Más que lluvias, un aviso para todos
No es solo agua lo que cae del cielo; es un recordatorio de cómo el cambio climático está haciendo estragos en nuestras vidas. Por eso, ante esta situación climática adversa, sería genial que los responsables de nuestras comunidades dialogaran más. Los vecinos de Alcúdia lo han dejado claro: quieren ser escuchados. Las decisiones sobre el cable eléctrico no pueden seguir tomándose sin contar con la voz del pueblo.

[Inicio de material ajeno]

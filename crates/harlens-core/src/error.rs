use thiserror::Error;

#[derive(Error, Debug)]
pub enum Error {
    #[error("Failed to read HAR file: {0}")]
    Io(#[from] std::io::Error),

    #[error("Error parsing HAR file: {0}")]
    MalformedInput(String),

    #[error("No entries found in HAR file")]
    EmptyCapture,

    #[error("Invalid pattern: {0}")]
    InvalidPattern(String),
}

impl From<serde_json::Error> for Error {
    fn from(err: serde_json::Error) -> Self {
        Error::MalformedInput(err.to_string())
    }
}

pub type Result<T> = std::result::Result<T, Error>;
use super::types::Har;
use crate::{Error, Result};
use std::fs;
use std::path::Path;

pub struct HarReader;

impl HarReader {
    /// Read and parse a HAR file from the given path
    pub fn from_file(path: &Path) -> Result<Har> {
        tracing::debug!("Reading HAR file from: {}", path.display());

        let content = fs::read_to_string(path)?;
        Self::from_str(&content)
    }

    /// Parse a HAR document from a JSON string
    ///
    /// Missing fields default; only text that is not a JSON document of the
    /// HAR shape fails, with [`Error::MalformedInput`].
    pub fn from_str(content: &str) -> Result<Har> {
        tracing::debug!("Parsing HAR from string ({} bytes)", content.len());

        let har: Har = serde_json::from_str(content)?;

        tracing::info!(
            "Successfully parsed HAR with {} entries",
            har.log.entries.len()
        );

        Ok(har)
    }

    /// Parse a capture that must contain at least one entry
    pub fn parse_capture(content: &str) -> Result<Har> {
        let har = Self::from_str(content)?;
        if har.log.entries.is_empty() {
            tracing::warn!("HAR file contains no entries");
            return Err(Error::EmptyCapture);
        }
        Ok(har)
    }

    /// Cheap check that a piece of text is worth parsing as a HAR document
    ///
    /// Used on every chat message, so the expensive structural check only runs
    /// once the text starts like a JSON object mentioning `"log"`.
    pub fn looks_like_har(content: &str) -> bool {
        let trimmed = content.trim_start();
        if !trimmed.starts_with('{') || !trimmed.contains("\"log\"") {
            return false;
        }

        match serde_json::from_str::<serde_json::Value>(trimmed) {
            Ok(value) => value
                .get("log")
                .and_then(|log| log.get("entries"))
                .is_some_and(|entries| entries.is_array()),
            Err(_) => false,
        }
    }
}

#[cfg(test)]
mod tests {
    use super::*;

    #[test]
    fn test_parse_minimal_har() {
        let har_json = r#"{
            "log": {
                "version": "1.2",
                "creator": {"name": "test", "version": "1.0"},
                "entries": []
            }
        }"#;

        let har = HarReader::from_str(har_json).unwrap();
        assert_eq!(har.log.version, "1.2");
        assert_eq!(har.log.entries.len(), 0);
    }

    #[test]
    fn test_malformed_json_is_malformed_input() {
        let err = HarReader::from_str("{not json").unwrap_err();
        assert!(matches!(err, Error::MalformedInput(_)));
        assert!(err.to_string().starts_with("Error parsing HAR file:"));
    }

    #[test]
    fn test_wrong_shape_is_malformed_input() {
        let err = HarReader::from_str(r#"{"log": {"entries": 5}}"#).unwrap_err();
        assert!(matches!(err, Error::MalformedInput(_)));
    }

    #[test]
    fn test_empty_capture() {
        let err = HarReader::parse_capture(r#"{"log": {"entries": []}}"#).unwrap_err();
        assert!(matches!(err, Error::EmptyCapture));
        assert_eq!(err.to_string(), "No entries found in HAR file");
    }

    #[test]
    fn test_missing_log_is_empty() {
        let err = HarReader::parse_capture("{}").unwrap_err();
        assert!(matches!(err, Error::EmptyCapture));
    }

    #[test]
    fn test_looks_like_har() {
        assert!(HarReader::looks_like_har(r#"  {"log": {"entries": []}}"#));
        assert!(!HarReader::looks_like_har("what is wrong with my site?"));
        assert!(!HarReader::looks_like_har(r#"{"log": "plain"}"#));
        assert!(!HarReader::looks_like_har(r#"{"log": {"entries": [}"#));
    }
}
//! Chat message rewriting.
//!
//! A chat front end hands every inbound request body to [`Interceptor::inlet`]
//! before the model sees it. When the latest user message carries a `.har`
//! attachment (or is itself a pasted capture), its content is replaced by the
//! user's question followed by the forensic report, and the attachment is
//! dropped so the raw capture never reaches the model.

use crate::{ReportMode, analyze_with};
use harlens_core::ReportConfig;
use harlens_core::har::HarReader;
use serde_json::Value;

/// Question used when the user sent nothing but the capture
pub const DEFAULT_INSTRUCTION: &str =
    "Analyze this HAR capture and summarize the notable findings.";

const NAME_POINTERS: &[&str] = &["/name", "/filename", "/file/filename", "/file/meta/name"];
const CONTENT_POINTERS: &[&str] = &["/content", "/data/content", "/file/data/content"];

/// Where a matched attachment lives in the request body
#[derive(Debug, Clone, Copy, PartialEq, Eq)]
enum AttachmentSource {
    Message,
    Body,
}

#[derive(Debug)]
struct Attachment {
    source: AttachmentSource,
    position: usize,
    name: String,
    content: String,
}

pub struct Interceptor {
    config: ReportConfig,
}

impl Default for Interceptor {
    fn default() -> Self {
        Self::new(ReportConfig::forensic())
    }
}

impl Interceptor {
    pub fn new(config: ReportConfig) -> Self {
        Self { config }
    }

    /// Rewrite an inbound chat body; bodies without a capture come back as-is
    pub async fn inlet(&self, body: Value, user: Option<&Value>) -> Value {
        if let Some(id) = user.and_then(|u| u.get("id")).and_then(Value::as_str) {
            tracing::debug!("Inspecting chat message from user {}", id);
        }
        self.rewrite(body)
    }

    pub fn rewrite(&self, mut body: Value) -> Value {
        let Some(index) = last_user_message(&body) else {
            return body;
        };

        let message = &body["messages"][index];
        let question = message_text(&message["content"]);

        let (attachment_name, report) = match find_attachment(message, &body) {
            Some(attachment) => {
                tracing::info!("Replacing attachment {} with its HAR report", attachment.name);
                let report = self.report(&attachment.content);
                remove_attachment(&mut body, index, &attachment);
                (attachment.name, report)
            }
            None if HarReader::looks_like_har(&question) => {
                tracing::info!("Replacing inline HAR capture with its report");
                ("inline capture".to_string(), self.report(&question))
            }
            None => return body,
        };

        let question = if HarReader::looks_like_har(&question) || question.trim().is_empty() {
            DEFAULT_INSTRUCTION.to_string()
        } else {
            question
        };

        body["messages"][index]["content"] = Value::String(format!(
            "{}\n\n### HAR analysis of {}\n\n{}",
            question, attachment_name, report
        ));
        body
    }

    fn report(&self, capture: &str) -> String {
        analyze_with(capture, ReportMode::Forensic, &self.config)
    }
}

fn last_user_message(body: &Value) -> Option<usize> {
    body.get("messages")?
        .as_array()?
        .iter()
        .rposition(|m| m.get("role").and_then(Value::as_str) == Some("user"))
}

/// String content, or the `text` parts of a multi-part content array
fn message_text(content: &Value) -> String {
    match content {
        Value::String(text) => text.clone(),
        Value::Array(parts) => parts
            .iter()
            .filter(|p| p.get("type").and_then(Value::as_str) == Some("text"))
            .filter_map(|p| p.get("text").and_then(Value::as_str))
            .collect::<Vec<_>>()
            .join("\n"),
        _ => String::new(),
    }
}

fn first_str<'a>(value: &'a Value, pointers: &[&str]) -> Option<&'a str> {
    pointers
        .iter()
        .find_map(|p| value.pointer(p).and_then(Value::as_str))
}

fn har_in(files: Option<&Value>, source: AttachmentSource) -> Option<Attachment> {
    files?
        .as_array()?
        .iter()
        .enumerate()
        .find_map(|(position, file)| {
            let name = first_str(file, NAME_POINTERS)?;
            if !name.to_lowercase().ends_with(".har") {
                return None;
            }
            let content = first_str(file, CONTENT_POINTERS)?;
            Some(Attachment {
                source,
                position,
                name: name.to_string(),
                content: content.to_string(),
            })
        })
}

/// The message's own files win over the body-level files
fn find_attachment(message: &Value, body: &Value) -> Option<Attachment> {
    har_in(message.get("files"), AttachmentSource::Message)
        .or_else(|| har_in(body.get("files"), AttachmentSource::Body))
}

fn remove_attachment(body: &mut Value, index: usize, attachment: &Attachment) {
    let files = match attachment.source {
        AttachmentSource::Message => body["messages"][index].get_mut("files"),
        AttachmentSource::Body => body.get_mut("files"),
    };
    if let Some(files) = files.and_then(Value::as_array_mut)
        && attachment.position < files.len()
    {
        files.remove(attachment.position);
    }
}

A la par, Bunyola se está moviendo hacia adelante y ya está preparando un plan que busca equilibrar la actividad humana y la conservación del entorno. Un paso positivo en medio de tanta incertidumbre.
Y por si fuera poco, después de una reforma que ha costado nada menos que medio millón de euros, el puente de l’Illot vuelve a abrir sus puertas al público. Esto demuestra que cuando hay voluntad y recursos, sí se puede hacer algo bueno por nuestra comunidad.
Aprovechemos este momento para reflexionar sobre cómo podemos cuidar nuestro hogar mientras nos enfrentamos a fenómenos naturales cada vez más frecuentes y extremos.